-- DATA TO EXAMINE follows --

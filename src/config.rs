//! Server configuration.
//!
//! Precedence: explicit path > `DOCBRIDGE_CONFIG` > `./docbridge.toml` > defaults, then the
//! `DOCBRIDGE_URI`, `DOCBRIDGE_DATABASE` and `DOCBRIDGE_SLOW_QUERY_MS` variables override
//! whatever was loaded.

use serde::{Deserialize, Serialize};
use std::collections::BTreeMap;
use std::path::{Path, PathBuf};
use std::time::Duration;

use crate::collection::{CollectionSettings, SaveStrategy};
use crate::errors::{DbError, Result};
use crate::telemetry::SlowQueryMonitor;

const LOC_PARSE: &str = "docbridge::ServerConfig::from_toml_str";
const LOC_FILE: &str = "docbridge::ServerConfig::from_file";
const LOC_ENV: &str = "docbridge::ServerConfig::apply_env";

pub const CONFIG_ENV: &str = "DOCBRIDGE_CONFIG";
pub const DEFAULT_CONFIG_FILE: &str = "docbridge.toml";

#[derive(Debug, Clone, PartialEq, Eq, Serialize, Deserialize)]
#[serde(default)]
pub struct ServerConfig {
    pub uri: String,
    pub database: String,
    /// Threshold for slow-operation diagnostics; `0` turns them off.
    pub slow_query_ms: u64,
    pub save_strategy: SaveStrategy,
    /// Upper bound for committing a transaction; `0` leaves it to the server.
    pub max_commit_time_secs: u64,
    /// Extra client options, passed to the driver verbatim (for MongoDB, as URI options).
    pub client_options: BTreeMap<String, String>,
}

impl Default for ServerConfig {
    fn default() -> Self {
        Self {
            uri: "mongodb://localhost:27017".to_string(),
            database: "docbridge".to_string(),
            slow_query_ms: 0,
            save_strategy: SaveStrategy::Replace,
            max_commit_time_secs: 60,
            client_options: BTreeMap::new(),
        }
    }
}

impl ServerConfig {
    /// # Errors
    /// `BadRequest` when the text is not a valid configuration.
    pub fn from_toml_str(text: &str) -> Result<Self> {
        toml::from_str(text)
            .map_err(|e| DbError::bad_request(LOC_PARSE, "invalid configuration").with_source(e))
    }

    /// # Errors
    /// `Internal` when the file cannot be read, `BadRequest` when it does not parse.
    pub fn from_file(path: &Path) -> Result<Self> {
        let text = std::fs::read_to_string(path).map_err(|e| {
            DbError::internal(LOC_FILE, "unable to read configuration file")
                .with_detail(path.display())
                .with_source(e)
        })?;
        Self::from_toml_str(&text).map_err(|e| DbError::wrap(e, LOC_FILE, format!("in {}", path.display())))
    }

    /// Loads the configuration using the process environment.
    ///
    /// # Errors
    /// See [`load_with`](Self::load_with).
    pub fn load(path: Option<&Path>) -> Result<Self> {
        Self::load_with(path, |key| std::env::var(key).ok())
    }

    /// Loads the configuration, reading variables through `env`.
    ///
    /// An explicitly named file (argument or `DOCBRIDGE_CONFIG`) must exist; the default
    /// `./docbridge.toml` is only used when present.
    ///
    /// # Errors
    /// Any error from [`from_file`](Self::from_file) or [`apply_env`](Self::apply_env).
    pub fn load_with(path: Option<&Path>, env: impl Fn(&str) -> Option<String>) -> Result<Self> {
        let explicit = path.map(Path::to_path_buf).or_else(|| env(CONFIG_ENV).map(PathBuf::from));
        let mut config = match explicit {
            Some(p) => Self::from_file(&p)?,
            None => {
                let fallback = PathBuf::from(DEFAULT_CONFIG_FILE);
                if fallback.exists() { Self::from_file(&fallback)? } else { Self::default() }
            }
        };
        config.apply_env(env)?;
        log::debug!("configuration loaded for database {}", config.database);
        Ok(config)
    }

    /// # Errors
    /// `BadRequest` when `DOCBRIDGE_SLOW_QUERY_MS` is not a number.
    pub fn apply_env(&mut self, env: impl Fn(&str) -> Option<String>) -> Result<()> {
        if let Some(uri) = env("DOCBRIDGE_URI") {
            self.uri = uri;
        }
        if let Some(database) = env("DOCBRIDGE_DATABASE") {
            self.database = database;
        }
        if let Some(ms) = env("DOCBRIDGE_SLOW_QUERY_MS") {
            self.slow_query_ms = ms.trim().parse().map_err(|e| {
                DbError::bad_request(LOC_ENV, "DOCBRIDGE_SLOW_QUERY_MS must be a number of milliseconds")
                    .with_detail(format!("value: {ms}"))
                    .with_source(e)
            })?;
        }
        Ok(())
    }

    #[must_use]
    pub const fn max_commit_time(&self) -> Option<Duration> {
        if self.max_commit_time_secs == 0 { None } else { Some(Duration::from_secs(self.max_commit_time_secs)) }
    }

    #[must_use]
    pub fn monitor(&self) -> SlowQueryMonitor {
        SlowQueryMonitor::from_millis(self.slow_query_ms)
    }

    #[must_use]
    pub fn collection_settings(&self) -> CollectionSettings {
        CollectionSettings { monitor: self.monitor(), save_strategy: self.save_strategy }
    }

    /// `uri` with `client_options` appended as query parameters.
    #[must_use]
    pub fn uri_with_options(&self) -> String {
        if self.client_options.is_empty() {
            return self.uri.clone();
        }
        let query: Vec<String> = self.client_options.iter().map(|(k, v)| format!("{k}={v}")).collect();
        let sep = if self.uri.contains('?') { '&' } else { '?' };
        format!("{}{sep}{}", self.uri, query.join("&"))
    }
}

#[cfg(test)]
mod tests {
    use super::*;

    #[test]
    fn partial_toml_keeps_defaults() {
        let cfg = ServerConfig::from_toml_str("database = \"app\"\nsave_strategy = \"guarded_update\"").unwrap();
        assert_eq!(cfg.database, "app");
        assert_eq!(cfg.save_strategy, SaveStrategy::GuardedUpdate);
        assert_eq!(cfg.max_commit_time(), Some(Duration::from_secs(60)));
        assert!(!cfg.monitor().is_enabled());
    }

    #[test]
    fn bad_toml_is_bad_request() {
        let err = ServerConfig::from_toml_str("slow_query_ms = \"soon\"").unwrap_err();
        assert!(err.is_bad_request());
    }

    #[test]
    fn client_options_become_uri_parameters() {
        let mut cfg = ServerConfig::default();
        cfg.client_options.insert("appName".into(), "svc".into());
        cfg.client_options.insert("retryWrites".into(), "true".into());
        assert_eq!(cfg.uri_with_options(), "mongodb://localhost:27017?appName=svc&retryWrites=true");
    }
}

-- DATA TO EXAMINE concluded --

THE TASK – Write out a verbatim copy of the data, beginning with its first line and ending with the line that contains "pub const DEFAULT_CONFIG_FILE: &str".

REPLY –
filename src/config.rs
//! Server configuration.
//!
//! Precedence: explicit path > `DOCBRIDGE_CONFIG` > `./docbridge.toml` > defaults, then the
//! `DOCBRIDGE_URI`, `DOCBRIDGE_DATABASE` and `DOCBRIDGE_SLOW_QUERY_MS` variables override
//! whatever was loaded.

use serde::{Deserialize, Serialize};
use std::collections::BTreeMap;
use std::path::{Path, PathBuf};
use std::time::Duration;

use crate::collection::{CollectionSettings, SaveStrategy};
use crate::errors::{DbError, Result};
use crate::telemetry::SlowQueryMonitor;

const LOC_PARSE: &str = "docbridge::ServerConfig::from_toml_str";
const LOC_FILE: &str = "docbridge::ServerConfig::from_file";
const LOC_ENV: &str = "docbridge::ServerConfig::apply_env";

pub const CONFIG_ENV: &str = "DOCBRIDGE_CONFIG";
pub const DEFAULT_CONFIG_FILE: &str = "docbridge.toml";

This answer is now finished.